Huck Finn without the “n word”
Saw an article this morning that reported on a new edition of Adventures of Huckleberry Finn that would replace every instance of the word “nigger” with the word “slave.” For instance, an excerpt from the new version’s chapter 2, where Huck comments on Jim’s behavior after Tom plays a trick on him (placing Jim’s hat in a tree while Jim sleeps), would read:
Jim was monstrous proud about it, and he got so he wouldn’t hardly notice the other [slaves]. [Slaves] would come miles to hear Jim tell about it, and he was more looked up to than any [slave] in that country. Strange [slaves] would stand with their mouths open and look him all over, same as if he was a wonder. [Slaves] is always talking about witches in the dark by the kitchen fire; but whenever one was talking and letting on to know all about such things, Jim would happen in and say, “Hm! What you know ’bout witches?” and that [slave] was corked up and had to take a back seat.
This is not the first time such an edition has been published. Huck-critic John Wallace published a similar version a number of years ago which was much lampooned by academia, but now this new version has a much-respected Twain scholar on its side, Auburn University American literature professor Alan Gribben, who is leading the effort in an attempt to introduce more “general readers” to the classic, without the distasteful epithet.
It’s a misguided attempt.
Twain knew from the get-go that Huckleberry Finn would be considered by many to be an unsavory book. That’s the point of the novel. Slavery/racism/prejudice is detestable, and readers of the book SHOULD squirm when Huck starts throwing that word around. Many defenders of the book (myself included) make the very valid point that “nigger” was the operative term for blacks in the South circa 1835-1845, when this book takes place. But Twain’s use of the word goes beyond just “realism”.

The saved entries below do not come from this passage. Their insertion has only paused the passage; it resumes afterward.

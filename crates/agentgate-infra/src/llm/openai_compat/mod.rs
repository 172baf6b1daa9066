//! OpenAI-compatible LLM provider implementation.
//!
//! A single [`OpenAiCompatibleProvider`] serves OpenAI and any gateway that
//! speaks the chat completions protocol, selected by base URL.
//!
//! Uses [`async_openai`] for type-safe request/response handling. Tool
//! definitions, assistant tool calls and tool results are built from their
//! wire JSON so the mapping stays independent of the crate's type names for
//! those shapes.

pub mod config;

use std::time::Duration;

use async_openai::Client;
use async_openai::config::OpenAIConfig;
use async_openai::types::chat::{
    ChatCompletionRequestAssistantMessage, ChatCompletionRequestAssistantMessageContent,
    ChatCompletionRequestMessage, ChatCompletionRequestSystemMessage,
    ChatCompletionRequestSystemMessageContent, ChatCompletionRequestUserMessage,
    ChatCompletionRequestUserMessageContent, CreateChatCompletionRequest, FinishReason,
};
use serde::de::DeserializeOwned;
use serde_json::{Value, json};

use agentgate_core::llm::provider::LlmProvider;
use agentgate_types::llm::{
    CompletionRequest, CompletionResponse, LlmError, Message, MessageRole, ProviderCapabilities,
    StopReason, ToolCall, ToolDefinition, Usage,
};

use self::config::OpenAiCompatConfig;

/// Provider for any OpenAI-compatible chat completion API.
///
/// # API Key Security
///
/// Does NOT derive Debug to prevent accidental exposure of the API key
/// stored inside the `async_openai::Client`.
pub struct OpenAiCompatibleProvider {
    client: Client<OpenAIConfig>,
    provider_name: String,
    model: String,
    timeout_secs: u64,
    capabilities: ProviderCapabilities,
}

impl OpenAiCompatibleProvider {
    /// Create a provider whose HTTP client enforces `config.timeout_secs`.
    pub fn new(config: OpenAiCompatConfig) -> Result<Self, LlmError> {
        let openai_config = OpenAIConfig::new()
            .with_api_key(config.api_key())
            .with_api_base(&config.base_url);

        let http = reqwest::Client::builder()
            .timeout(Duration::from_secs(config.timeout_secs))
            .build()
            .map_err(|e| LlmError::InvalidRequest(format!("cannot build HTTP client: {e}")))?;

        Ok(Self {
            client: Client::with_config(openai_config).with_http_client(http),
            provider_name: config.provider_name,
            model: config.model,
            timeout_secs: config.timeout_secs,
            capabilities: config.capabilities,
        })
    }

    /// Build a [`CreateChatCompletionRequest`] from a generic [`CompletionRequest`].
    fn build_request(
        &self,
        request: &CompletionRequest,
    ) -> Result<CreateChatCompletionRequest, LlmError> {
        let mut messages: Vec<ChatCompletionRequestMessage> = Vec::new();

        if let Some(ref system) = request.system {
            messages.push(system_message(system));
        }

        for msg in &request.messages {
            let oai_msg = match msg.role {
                MessageRole::System => system_message(&msg.content),
                MessageRole::User => ChatCompletionRequestMessage::User(
                    ChatCompletionRequestUserMessage {
                        content: ChatCompletionRequestUserMessageContent::Text(
                            msg.content.clone(),
                        ),
                        name: None,
                    },
                ),
                MessageRole::Assistant if msg.tool_calls.is_empty() => {
                    #[allow(deprecated)]
                    ChatCompletionRequestMessage::Assistant(
                        ChatCompletionRequestAssistantMessage {
                            content: Some(ChatCompletionRequestAssistantMessageContent::Text(
                                msg.content.clone(),
                            )),
                            refusal: None,
                            name: None,
                            audio: None,
                            tool_calls: None,
                            function_call: None,
                        },
                    )
                }
                MessageRole::Assistant => from_wire(assistant_tool_calls_wire(msg))?,
                MessageRole::Tool => from_wire(json!({
                    "role": "tool",
                    "tool_call_id": msg.tool_call_id.clone().unwrap_or_default(),
                    "content": msg.content,
                }))?,
            };
            messages.push(oai_msg);
        }

        // Use the model from the request if set, otherwise fall back to config default
        let model = if request.model.is_empty() {
            self.model.clone()
        } else {
            request.model.clone()
        };

        let mut req = CreateChatCompletionRequest {
            model,
            messages,
            max_completion_tokens: Some(request.max_tokens),
            temperature: request.temperature.map(|t| t as f32),
            ..Default::default()
        };

        if !request.tools.is_empty() {
            let tools: Vec<Value> = request.tools.iter().map(tool_wire).collect();
            req.tools = Some(from_wire(Value::Array(tools))?);
        }

        Ok(req)
    }
}

fn system_message(text: &str) -> ChatCompletionRequestMessage {
    ChatCompletionRequestMessage::System(ChatCompletionRequestSystemMessage {
        content: ChatCompletionRequestSystemMessageContent::Text(text.to_string()),
        name: None,
    })
}

fn tool_wire(tool: &ToolDefinition) -> Value {
    json!({
        "type": "function",
        "function": {
            "name": tool.name,
            "description": tool.description,
            "parameters": tool.parameters,
        }
    })
}

fn assistant_tool_calls_wire(msg: &Message) -> Value {
    let calls: Vec<Value> = msg
        .tool_calls
        .iter()
        .map(|call| {
            json!({
                "id": call.id,
                "type": "function",
                "function": {
                    "name": call.name,
                    "arguments": call.arguments.to_string(),
                }
            })
        })
        .collect();
    let content = if msg.content.is_empty() {
        Value::Null
    } else {
        Value::String(msg.content.clone())
    };
    json!({ "role": "assistant", "content": content, "tool_calls": calls })
}

fn from_wire<T: DeserializeOwned>(value: Value) -> Result<T, LlmError> {
    serde_json::from_value(value)
        .map_err(|e| LlmError::InvalidRequest(format!("cannot encode request: {e}")))
}

/// Read tool calls from their wire JSON (`[{id, function: {name, arguments}}]`).
///
/// Arguments arrive as a JSON string; anything unparsable becomes `{}`.
fn parse_tool_calls(value: &Value) -> Vec<ToolCall> {
    let Some(calls) = value.as_array() else {
        return Vec::new();
    };
    calls
        .iter()
        .filter_map(|call| {
            let function = call.get("function")?;
            let name = function.get("name")?.as_str()?.to_string();
            let arguments = match function.get("arguments") {
                Some(Value::String(raw)) if raw.trim().is_empty() => json!({}),
                Some(Value::String(raw)) => {
                    serde_json::from_str(raw).unwrap_or_else(|_| json!({}))
                }
                Some(other) => other.clone(),
                None => json!({}),
            };
            Some(ToolCall {
                id: call
                    .get("id")
                    .and_then(Value::as_str)
                    .unwrap_or_default()
                    .to_string(),
                name,
                arguments,
            })
        })
        .collect()
}

// OpenAiCompatibleProvider intentionally does NOT derive Debug to prevent
// accidental exposure of internal state including the API key inside the
// async-openai Client.

impl LlmProvider for OpenAiCompatibleProvider {
    fn name(&self) -> &str {
        &self.provider_name
    }

    fn capabilities(&self) -> &ProviderCapabilities {
        &self.capabilities
    }

    async fn complete(&self, request: &CompletionRequest) -> Result<CompletionResponse, LlmError> {
        let oai_request = self.build_request(request)?;

        let response = self
            .client
            .chat()
            .create(oai_request)
            .await
            .map_err(|e| map_openai_error(e, self.timeout_secs))?;

        let choice = response.choices.first();

        let content = choice
            .and_then(|c| c.message.content.clone())
            .unwrap_or_default();

        let tool_calls = match choice.and_then(|c| c.message.tool_calls.as_ref()) {
            Some(calls) => {
                let wire = serde_json::to_value(calls)
                    .map_err(|e| LlmError::Deserialization(e.to_string()))?;
                parse_tool_calls(&wire)
            }
            None => Vec::new(),
        };

        let stop_reason = if !tool_calls.is_empty() {
            StopReason::ToolUse
        } else {
            choice
                .and_then(|c| c.finish_reason.as_ref())
                .map(|fr| match fr {
                    FinishReason::Stop => StopReason::EndTurn,
                    FinishReason::Length => StopReason::MaxTokens,
                    FinishReason::ToolCalls => StopReason::ToolUse,
                    FinishReason::ContentFilter => StopReason::EndTurn,
                    FinishReason::FunctionCall => StopReason::ToolUse,
                })
                .unwrap_or(StopReason::EndTurn)
        };

        let usage = response
            .usage
            .map(|u| Usage {
                input_tokens: u.prompt_tokens,
                output_tokens: u.completion_tokens,
            })
            .unwrap_or_default();

        Ok(CompletionResponse {
            id: response.id,
            content,
            model: response.model,
            stop_reason,
            usage,
            tool_calls,
        })
    }
}

/// Map an `async_openai::error::OpenAIError` to an [`LlmError`].
fn map_openai_error(err: async_openai::error::OpenAIError, timeout_secs: u64) -> LlmError {
    use async_openai::error::OpenAIError;

    match &err {
        OpenAIError::ApiError(api_err) => {
            let code = api_err.code.as_deref().unwrap_or("");
            let error_type = api_err.r#type.as_deref().unwrap_or("");

            if code == "authentication_error"
                || error_type == "authentication_error"
                || api_err.message.contains("Incorrect API key")
                || api_err.message.contains("Invalid API key")
            {
                LlmError::AuthenticationFailed
            } else if code == "rate_limit_exceeded" || error_type == "rate_limit_error" {
                LlmError::RateLimited {
                    retry_after_ms: None,
                }
            } else if code == "context_length_exceeded"
                || api_err.message.contains("maximum context length")
            {
                LlmError::ContextLengthExceeded {
                    max: 0,
                    requested: 0,
                }
            } else {
                LlmError::Provider {
                    message: err.to_string(),
                }
            }
        }
        OpenAIError::Reqwest(reqwest_err) => {
            if reqwest_err.is_timeout() {
                return LlmError::Timeout(timeout_secs);
            }
            match reqwest_err.status().map(|s| s.as_u16()) {
                Some(401) => LlmError::AuthenticationFailed,
                Some(429) => LlmError::RateLimited {
                    retry_after_ms: None,
                },
                _ => LlmError::Provider {
                    message: err.to_string(),
                },
            }
        }
        OpenAIError::JSONDeserialize(_, content) => {
            LlmError::Deserialization(format!("failed to parse response: {content}"))
        }
        OpenAIError::InvalidArgument(msg) => LlmError::InvalidRequest(msg.clone()),
        _ => LlmError::Provider {
            message: err.to_string(),
        },
    }
}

When Huck uses the word, we squirm because it’s a 12 year old boy using the term, and to our 21st century sensibilities (as it was for Twain’s readers in the late 19th century) the term has no place in polite society. It’s vulgar and hateful, but Huck just keeps using it. There’s the point – Huck has been raised in a society that in Twain’s eyes is vulgar, is hateful, and Huck can’t help but use that term. The prejudice has been taught to him – by Pap, by the Widow Douglas, by Miss Watson, by the church, by his school-teachers. If Twain were to use another term (such as ‘slave’), the ugliness of St. Petersburg and the rest of the slave-holding South is white-washed (as it were), and instead of throwing its ugliness in our face, he’d be concealing that truth. We as readers NEED to see the South as it was, and, more importantly to the novel’s progression, see just how deep Huck is influenced by his upbringing. Changing the language makes Huck’s decision to go to hell for Jim, despite all the shit society has taught him is “right”, less profound. No, Huck doesn’t stop using the word at that point in the novel. But he has done something greater – he has attributed humanity to a “nigger”, shirking everything he has been taught. And that’s why I teach the novel to my students – because of Huck’s decision to rise beyond the limitations and pettiness of what we call civilization for love.
Twain’s Adventures of Huckleberry Finn is a novel about the devastating effects of hate disguised as a boy’s adventure novel. Perhaps if so many people did not carry such romanticized notions about Huck and Jim on the journey down the river there wouldn’t be such a fuss over the book. We could better accept the novel as the biting satire it is, rather than a depiction of the halcyon days of youth that better describes Adventures of Tom Sawyer, a thematically inferior yet more pleasant read (because Twain is not challenging us in this one). Huck would be treated as an “adult” novel, and perhaps then it would be read with the understanding that it’s meant to make us uncomfortable, rather than indulge our nostalgia for a simpler past.
The controversy over Huck Finn will not end with Gribben’s new edition of the book. Hell, the controversy’s been raging since 1885, when it was first published. What the new edition will do, I’m afraid, is water down Twain’s message, water down Twain’s truth. And I’m afraid it will fit right in in a world where even the risk of offending someone is an intolerable crime.
Twain knew this when he wrote: “Truth is the most valuable thing we have. Let us economize it.”
Gribben’s edition does just that.
January 5, 2011 at 5:36 pm
More political correctness crap! Gives me tired-head. I may go take a nap.